Paolo Soro

Restyling per le imprese sociali

Al via il disegno di legge delega per la riforma del terzo settore.

Restyling delle imprese sociali, grazie a «forme di remunerazione del capitale», per garantire la destinazione degli utili al conseguimento delle finalità (benefiche e umanitarie) perseguite, mentre vi saranno dei distinti obblighi di trasparenza e limiti per retribuire i titolari degli organismi dirigenti.

E, ancora, sarà il ministero del welfare a svolgere funzioni di vigilanza, monitoraggio e controllo pubblico sugli enti del terzo settore, predisponendo delle linee guida in materia di bilancio sociale e di sistemi di valutazione di impatto delle attività svolte dalle associazioni, mentre il servizio civile diventerà universale, giacché potranno partire per svolgere esperienze di volontariato i giovani under28 sia italiani, sia stranieri (ma regolarmente soggiornanti nella nostra penisola), avendo come meta anche nazioni europee, o extracomunitarie.

È stato acceso nel pomeriggio di ieri, nell’aula del senato, il semaforo verde sul disegno di legge delega per la riforma del terzo settore (1870), già varato dai deputati in prima lettura, poco meno di un anno fa; i voti a favore sono stati 146, 74 quelli contrari e 16 gli astenuti su un testo che, dopo numerose modifiche impresse a palazzo Madama, dovrà tornare all’esame di Montecitorio.
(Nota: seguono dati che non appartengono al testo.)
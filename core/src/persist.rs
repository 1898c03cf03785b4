use crate::index::{checked_doc_id, InvertedIndex};
use crate::DocId;
use anyhow::{bail, ensure, Context, Result};
use serde::{Deserialize, Serialize};
use std::collections::HashMap;
use std::fs::{self, create_dir_all, File};
use std::io::{BufReader, BufWriter, Write};
use std::path::{Path, PathBuf};

pub const SNAPSHOT_VERSION: u32 = 1;

#[derive(Debug, Serialize, Deserialize)]
pub struct MetaFile {
    pub num_docs: u32,
    pub num_terms: u32,
    pub created_at: String,
    pub version: u32,
}

/// Everything needed to restore an index, written and read as one unit.
#[derive(Serialize, Deserialize)]
struct IndexSnapshot {
    version: u32,
    postings: HashMap<String, Vec<DocId>>,
    doc_id_map: HashMap<DocId, String>,
    reverse_doc_id_map: HashMap<String, DocId>,
    next_internal_id: DocId,
}

pub struct IndexPaths {
    pub root: PathBuf,
}

impl IndexPaths {
    pub fn new<P: AsRef<Path>>(root: P) -> Self {
        Self { root: root.as_ref().to_path_buf() }
    }
    fn snapshot(&self) -> PathBuf { self.root.join("index.bin") }
    fn snapshot_tmp(&self) -> PathBuf { self.root.join("index.bin.tmp") }
    fn meta(&self) -> PathBuf { self.root.join("meta.json") }
}

/// Write the index snapshot and `meta.json`.
///
/// The snapshot goes to a temporary file that is renamed into place, so a
/// reader sees either the previous snapshot or the complete new one.
pub fn save_index(paths: &IndexPaths, index: &InvertedIndex, created_at: &str) -> Result<()> {
    create_dir_all(&paths.root)?;
    let next_internal_id = checked_doc_id(index.doc_ids.len())
        .with_context(|| format!("{} documents exceed the DocId range", index.doc_ids.len()))?;
    let snapshot = IndexSnapshot {
        version: SNAPSHOT_VERSION,
        postings: index.postings.clone(),
        doc_id_map: (0..next_internal_id).zip(index.doc_ids.iter().cloned()).collect(),
        reverse_doc_id_map: index.reverse_doc_ids.clone(),
        next_internal_id,
    };

    let tmp = paths.snapshot_tmp();
    {
        let mut w = BufWriter::new(File::create(&tmp)?);
        bincode::serialize_into(&mut w, &snapshot)?;
        w.flush()?;
    }
    fs::rename(&tmp, paths.snapshot())
        .with_context(|| format!("moving snapshot into {}", paths.snapshot().display()))?;

    let meta = MetaFile {
        num_docs: snapshot.next_internal_id,
        num_terms: u32::try_from(index.vocabulary_size())?,
        created_at: created_at.to_string(),
        version: SNAPSHOT_VERSION,
    };
    save_meta(paths, &meta)?;
    tracing::info!(
        root = %paths.root.display(),
        num_docs = meta.num_docs,
        num_terms = meta.num_terms,
        "index saved"
    );
    Ok(())
}

/// Load and validate a snapshot written by [`save_index`].
pub fn load_index(paths: &IndexPaths) -> Result<InvertedIndex> {
    let file = File::open(paths.snapshot())
        .with_context(|| format!("opening {}", paths.snapshot().display()))?;
    let snapshot: IndexSnapshot = bincode::deserialize_from(BufReader::new(file))?;
    let index = restore(snapshot)?;
    tracing::info!(
        num_docs = index.collection_size(),
        num_terms = index.vocabulary_size(),
        "index loaded"
    );
    Ok(index)
}

fn restore(snapshot: IndexSnapshot) -> Result<InvertedIndex> {
    if snapshot.version != SNAPSHOT_VERSION {
        bail!("unsupported snapshot version {} (expected {})", snapshot.version, SNAPSHOT_VERSION);
    }
    let n = snapshot.next_internal_id as usize;
    ensure!(
        snapshot.doc_id_map.len() == n && snapshot.reverse_doc_id_map.len() == n,
        "document maps do not match next_internal_id {n}"
    );

    let mut doc_ids = Vec::with_capacity(n);
    for id in 0..snapshot.next_internal_id {
        let ext = snapshot
            .doc_id_map
            .get(&id)
            .with_context(|| format!("internal id {id} has no external id"))?;
        ensure!(
            snapshot.reverse_doc_id_map.get(ext) == Some(&id),
            "external id {ext:?} does not map back to {id}"
        );
        doc_ids.push(ext.clone());
    }

    for (term, plist) in &snapshot.postings {
        ensure!(
            plist.windows(2).all(|w| w[0] < w[1]),
            "postings for {term:?} are not strictly ascending"
        );
        if let Some(&last) = plist.last() {
            ensure!((last as usize) < n, "postings for {term:?} reference unknown document {last}");
        }
    }

    Ok(InvertedIndex {
        postings: snapshot.postings,
        doc_ids,
        reverse_doc_ids: snapshot.reverse_doc_id_map,
    })
}

pub fn save_meta(paths: &IndexPaths, meta: &MetaFile) -> Result<()> {
    create_dir_all(&paths.root)?;
    let json = serde_json::to_string_pretty(meta)?;
    fs::write(paths.meta(), json)?;
    Ok(())
}

pub fn load_meta(paths: &IndexPaths) -> Result<MetaFile> {
    let buf = fs::read_to_string(paths.meta())
        .with_context(|| format!("reading {}", paths.meta().display()))?;
    let meta: MetaFile = serde_json::from_str(&buf)?;
    Ok(meta)
}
Secondo il relatore Stefano Lepri (Pd), la grande novità del provvedimento è aver fatto sì che il terzo settore diventasse «finalmente un soggetto giuridico», laddove associazioni di volontariato, cooperative sociali, fondazioni, associazioni di promozione sociale, diventeranno «un’unica famiglia, con caratteristiche comuni riconosciute per legge, pur rimanendo soggetti con una loro specificità e diversi modelli organizzativi».